--- Data to use Enclosed Below ---
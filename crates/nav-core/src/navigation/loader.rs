//! Page loaders

use async_trait::async_trait;

use super::{PageId, PageRef, Place};

/// Materializes pages on demand.
///
/// A loader may need to fetch code or data before the page exists, so
/// loading is asynchronous and may fail.
#[async_trait]
pub trait PageLoader: Send + Sync {
    async fn load(&self, page_id: &PageId, place: &Place) -> anyhow::Result<PageRef>;
}

/// Loader backed by a synchronous factory closure
pub struct FnPageLoader<F> {
    factory: F,
}

#[async_trait]
impl<F> PageLoader for FnPageLoader<F>
where
    F: Fn(&PageId, &Place) -> anyhow::Result<PageRef> + Send + Sync,
{
    async fn load(&self, page_id: &PageId, place: &Place) -> anyhow::Result<PageRef> {
        (self.factory)(page_id, place)
    }
}

/// Create a page loader from a closure
pub fn loader_from_fn<F>(factory: F) -> FnPageLoader<F>
where
    F: Fn(&PageId, &Place) -> anyhow::Result<PageRef> + Send + Sync + 'static,
{
    FnPageLoader { factory }
}
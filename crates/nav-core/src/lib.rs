//! Core functionality for page navigation
//!
//! This crate provides the place model, the presenter abstractions and the
//! coordinator that moves a frame hierarchy from one place to another.

pub mod error;
pub mod events;
pub mod navigation;
pub mod settings;

#[cfg(test)]
mod testing;

// Re-export commonly used types
pub use error::{NavigationError, PlaceParseError};
pub use events::{EventBus, NavigationAgreed, NavigationRequested};
pub use navigation::{
    FrameRef, FrameSetPresenter, LoadingPlaceholder, NavigationHandle, NavigationId,
    NavigationState, PageId, PageLoader, PageManager, PagePresenter, PageRef, Place,
    PlaceholderRef, RegionId, ViewPathNode,
};
pub use settings::{LoadScheduling, NavigationSettings};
--- End of Enclosed Data to use ---
The answer must be a word-for-word transcription of every record above.

filename crates/nav-core/src/navigation/loader.rs
//! Page loaders

use async_trait::async_trait;

use super::{PageId, PageRef, Place};

/// Materializes pages on demand.
///
/// A loader may need to fetch code or data before the page exists, so
/// loading is asynchronous and may fail.
#[async_trait]
pub trait PageLoader: Send + Sync {
    async fn load(&self, page_id: &PageId, place: &Place) -> anyhow::Result<PageRef>;
}

/// Loader backed by a synchronous factory closure
pub struct FnPageLoader<F> {
    factory: F,
}

#[async_trait]
impl<F> PageLoader for FnPageLoader<F>
where
    F: Fn(&PageId, &Place) -> anyhow::Result<PageRef> + Send + Sync,
{
    async fn load(&self, page_id: &PageId, place: &Place) -> anyhow::Result<PageRef> {
        (self.factory)(page_id, place)
    }
}

/// Create a page loader from a closure
pub fn loader_from_fn<F>(factory: F) -> FnPageLoader<F>
where
    F: Fn(&PageId, &Place) -> anyhow::Result<PageRef> + Send + Sync + 'static,
{
    FnPageLoader { factory }
}
filename crates/nav-core/src/lib.rs
//! Core functionality for page navigation
//!
//! This crate provides the place model, the presenter abstractions and the
//! coordinator that moves a frame hierarchy from one place to another.

pub mod error;
pub mod events;
pub mod navigation;
pub mod settings;

#[cfg(test)]
mod testing;

// Re-export commonly used types
pub use error::{NavigationError, PlaceParseError};
pub use events::{EventBus, NavigationAgreed, NavigationRequested};
pub use navigation::{
    FrameRef, FrameSetPresenter, LoadingPlaceholder, NavigationHandle, NavigationId,
    NavigationState, PageId, PageLoader, PageManager, PagePresenter, PageRef, Place,
    PlaceholderRef, RegionId, ViewPathNode,
};
pub use settings::{LoadScheduling, NavigationSettings};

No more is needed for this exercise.